▸ WHAT YOU NEED TO DO: The following listing has lines to check for the word "ManifestParser"; give only the number of lines that contain it.

─── ENTRIES PROVIDED ───

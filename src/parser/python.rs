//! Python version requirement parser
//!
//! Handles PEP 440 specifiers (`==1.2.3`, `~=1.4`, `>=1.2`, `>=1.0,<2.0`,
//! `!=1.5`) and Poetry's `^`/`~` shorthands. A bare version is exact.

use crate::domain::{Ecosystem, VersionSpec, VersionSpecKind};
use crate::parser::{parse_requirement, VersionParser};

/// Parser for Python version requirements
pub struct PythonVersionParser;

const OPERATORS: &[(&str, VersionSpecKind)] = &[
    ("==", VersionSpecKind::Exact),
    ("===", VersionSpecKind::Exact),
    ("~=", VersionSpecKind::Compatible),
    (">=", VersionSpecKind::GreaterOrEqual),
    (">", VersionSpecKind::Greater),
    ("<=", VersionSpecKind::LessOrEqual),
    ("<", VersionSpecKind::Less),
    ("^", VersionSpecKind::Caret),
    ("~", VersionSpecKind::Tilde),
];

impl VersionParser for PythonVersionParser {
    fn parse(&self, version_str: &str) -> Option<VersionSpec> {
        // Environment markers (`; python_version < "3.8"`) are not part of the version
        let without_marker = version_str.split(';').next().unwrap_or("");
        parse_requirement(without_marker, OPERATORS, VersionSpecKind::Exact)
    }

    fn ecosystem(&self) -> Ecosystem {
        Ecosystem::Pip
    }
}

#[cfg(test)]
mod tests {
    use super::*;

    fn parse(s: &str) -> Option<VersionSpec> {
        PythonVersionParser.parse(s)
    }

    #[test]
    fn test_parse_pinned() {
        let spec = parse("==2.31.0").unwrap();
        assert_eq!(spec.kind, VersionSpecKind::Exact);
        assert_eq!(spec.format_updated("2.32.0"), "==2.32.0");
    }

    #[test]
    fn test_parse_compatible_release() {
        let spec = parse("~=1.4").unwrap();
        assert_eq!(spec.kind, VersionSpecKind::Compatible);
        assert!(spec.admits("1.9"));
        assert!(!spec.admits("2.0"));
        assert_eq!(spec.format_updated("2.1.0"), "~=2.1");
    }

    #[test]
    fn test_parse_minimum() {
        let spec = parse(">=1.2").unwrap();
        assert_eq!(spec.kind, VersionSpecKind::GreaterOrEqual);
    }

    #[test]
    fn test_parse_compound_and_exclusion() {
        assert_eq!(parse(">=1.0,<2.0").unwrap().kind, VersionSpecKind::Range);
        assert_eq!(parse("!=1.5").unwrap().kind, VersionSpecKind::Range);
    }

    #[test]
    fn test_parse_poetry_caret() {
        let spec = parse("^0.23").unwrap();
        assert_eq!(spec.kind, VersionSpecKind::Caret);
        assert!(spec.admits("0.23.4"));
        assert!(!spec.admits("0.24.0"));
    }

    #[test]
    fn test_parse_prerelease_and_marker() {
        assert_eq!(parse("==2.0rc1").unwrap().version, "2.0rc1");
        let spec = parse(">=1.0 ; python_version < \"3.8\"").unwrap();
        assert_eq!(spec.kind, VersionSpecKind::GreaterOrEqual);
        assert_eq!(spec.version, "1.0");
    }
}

───
─── ENTRIES PROVIDED ───

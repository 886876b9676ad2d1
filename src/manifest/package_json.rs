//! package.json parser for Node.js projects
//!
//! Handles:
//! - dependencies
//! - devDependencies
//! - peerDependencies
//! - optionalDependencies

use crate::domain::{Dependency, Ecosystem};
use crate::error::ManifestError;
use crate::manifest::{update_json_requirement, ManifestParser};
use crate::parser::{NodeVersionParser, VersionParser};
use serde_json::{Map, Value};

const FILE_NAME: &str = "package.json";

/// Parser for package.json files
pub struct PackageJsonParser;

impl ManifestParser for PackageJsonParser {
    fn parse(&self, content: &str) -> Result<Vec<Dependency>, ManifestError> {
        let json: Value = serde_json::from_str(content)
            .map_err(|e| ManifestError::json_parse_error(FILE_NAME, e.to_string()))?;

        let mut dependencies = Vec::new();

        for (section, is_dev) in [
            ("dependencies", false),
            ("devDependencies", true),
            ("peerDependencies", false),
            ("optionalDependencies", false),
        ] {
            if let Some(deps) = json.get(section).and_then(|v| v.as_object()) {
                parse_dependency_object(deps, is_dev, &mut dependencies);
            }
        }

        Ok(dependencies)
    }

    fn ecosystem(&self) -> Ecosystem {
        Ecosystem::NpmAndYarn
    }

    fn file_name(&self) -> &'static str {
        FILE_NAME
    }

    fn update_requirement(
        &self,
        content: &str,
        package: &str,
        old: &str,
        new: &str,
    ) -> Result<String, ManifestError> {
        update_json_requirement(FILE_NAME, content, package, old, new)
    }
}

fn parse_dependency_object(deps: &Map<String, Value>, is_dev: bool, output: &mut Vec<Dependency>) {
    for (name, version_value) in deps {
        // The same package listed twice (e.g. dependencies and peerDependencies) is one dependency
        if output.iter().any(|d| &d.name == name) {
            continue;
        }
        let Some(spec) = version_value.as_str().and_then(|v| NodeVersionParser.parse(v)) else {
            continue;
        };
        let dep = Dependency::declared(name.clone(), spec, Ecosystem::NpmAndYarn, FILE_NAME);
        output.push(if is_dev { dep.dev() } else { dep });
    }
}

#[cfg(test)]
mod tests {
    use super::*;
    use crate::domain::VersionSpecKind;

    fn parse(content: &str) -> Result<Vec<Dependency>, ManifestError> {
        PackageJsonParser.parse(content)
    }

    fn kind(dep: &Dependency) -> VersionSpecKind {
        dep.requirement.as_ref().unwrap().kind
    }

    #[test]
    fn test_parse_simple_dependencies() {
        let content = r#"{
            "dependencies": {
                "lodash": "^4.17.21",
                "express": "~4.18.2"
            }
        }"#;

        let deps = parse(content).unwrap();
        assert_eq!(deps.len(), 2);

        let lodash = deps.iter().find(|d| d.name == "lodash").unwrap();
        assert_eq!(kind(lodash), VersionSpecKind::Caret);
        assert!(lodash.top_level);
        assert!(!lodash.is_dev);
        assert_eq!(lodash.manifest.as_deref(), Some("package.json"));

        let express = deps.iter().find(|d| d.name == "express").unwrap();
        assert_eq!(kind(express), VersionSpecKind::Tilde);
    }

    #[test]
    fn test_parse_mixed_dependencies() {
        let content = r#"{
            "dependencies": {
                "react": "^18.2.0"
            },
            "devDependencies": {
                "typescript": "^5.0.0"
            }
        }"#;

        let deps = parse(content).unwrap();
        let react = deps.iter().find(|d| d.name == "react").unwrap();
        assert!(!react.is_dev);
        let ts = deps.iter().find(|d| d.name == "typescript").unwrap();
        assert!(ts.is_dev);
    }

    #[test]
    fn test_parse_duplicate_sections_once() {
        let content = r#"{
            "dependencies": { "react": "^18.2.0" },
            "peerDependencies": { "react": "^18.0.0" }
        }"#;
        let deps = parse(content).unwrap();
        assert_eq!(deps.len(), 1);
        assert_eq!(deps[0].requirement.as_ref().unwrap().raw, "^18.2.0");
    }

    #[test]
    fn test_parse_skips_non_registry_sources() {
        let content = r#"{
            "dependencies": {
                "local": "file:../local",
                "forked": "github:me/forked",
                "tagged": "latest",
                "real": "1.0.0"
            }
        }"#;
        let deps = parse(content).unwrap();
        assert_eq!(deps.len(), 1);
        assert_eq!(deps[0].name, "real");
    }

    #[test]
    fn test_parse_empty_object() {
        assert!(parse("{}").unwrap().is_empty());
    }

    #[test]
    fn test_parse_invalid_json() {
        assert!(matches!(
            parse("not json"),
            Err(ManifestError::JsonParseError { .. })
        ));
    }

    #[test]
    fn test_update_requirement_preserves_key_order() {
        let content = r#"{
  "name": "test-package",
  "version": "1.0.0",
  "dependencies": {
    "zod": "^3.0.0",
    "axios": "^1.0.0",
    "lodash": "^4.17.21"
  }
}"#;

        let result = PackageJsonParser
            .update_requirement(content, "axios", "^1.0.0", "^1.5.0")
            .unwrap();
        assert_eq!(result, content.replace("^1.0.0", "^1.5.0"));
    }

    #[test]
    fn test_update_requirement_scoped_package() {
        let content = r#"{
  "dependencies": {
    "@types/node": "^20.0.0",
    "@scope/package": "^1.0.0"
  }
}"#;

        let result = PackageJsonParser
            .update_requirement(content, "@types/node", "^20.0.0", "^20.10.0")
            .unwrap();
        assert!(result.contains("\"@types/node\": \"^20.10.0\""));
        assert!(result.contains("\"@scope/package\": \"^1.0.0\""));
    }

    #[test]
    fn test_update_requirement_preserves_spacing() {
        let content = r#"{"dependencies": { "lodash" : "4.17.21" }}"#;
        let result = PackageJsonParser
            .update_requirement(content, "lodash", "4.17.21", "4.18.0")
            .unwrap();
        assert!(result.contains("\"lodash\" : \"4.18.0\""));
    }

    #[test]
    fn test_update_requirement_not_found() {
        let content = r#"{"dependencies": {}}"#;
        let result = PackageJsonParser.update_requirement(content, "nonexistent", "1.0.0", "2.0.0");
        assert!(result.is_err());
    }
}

───
─── ENTRIES PROVIDED ───

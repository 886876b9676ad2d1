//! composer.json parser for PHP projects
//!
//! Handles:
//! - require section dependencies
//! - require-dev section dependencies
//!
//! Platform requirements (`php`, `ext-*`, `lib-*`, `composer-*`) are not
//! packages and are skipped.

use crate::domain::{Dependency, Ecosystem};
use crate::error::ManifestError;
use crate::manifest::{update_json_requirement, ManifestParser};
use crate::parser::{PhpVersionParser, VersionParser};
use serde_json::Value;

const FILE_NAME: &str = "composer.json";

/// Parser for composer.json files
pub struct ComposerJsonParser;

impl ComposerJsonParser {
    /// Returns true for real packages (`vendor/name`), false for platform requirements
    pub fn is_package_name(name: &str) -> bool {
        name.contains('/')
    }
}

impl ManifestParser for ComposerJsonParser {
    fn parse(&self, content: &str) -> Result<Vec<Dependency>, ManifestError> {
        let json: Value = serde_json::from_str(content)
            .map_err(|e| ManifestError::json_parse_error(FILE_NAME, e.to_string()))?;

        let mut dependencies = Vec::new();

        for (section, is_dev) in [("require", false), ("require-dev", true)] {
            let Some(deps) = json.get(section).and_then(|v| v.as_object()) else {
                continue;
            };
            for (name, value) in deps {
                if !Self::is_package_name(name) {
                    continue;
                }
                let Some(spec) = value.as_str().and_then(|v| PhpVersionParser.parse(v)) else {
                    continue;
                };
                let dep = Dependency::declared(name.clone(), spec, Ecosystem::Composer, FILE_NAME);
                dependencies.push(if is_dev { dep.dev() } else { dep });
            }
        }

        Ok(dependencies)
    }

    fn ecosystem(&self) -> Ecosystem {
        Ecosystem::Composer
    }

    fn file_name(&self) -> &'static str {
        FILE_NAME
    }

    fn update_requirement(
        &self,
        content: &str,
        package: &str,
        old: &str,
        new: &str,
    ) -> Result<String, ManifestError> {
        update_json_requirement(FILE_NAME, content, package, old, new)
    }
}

───

▸ ANSWER TO THIS EXERCISE: 4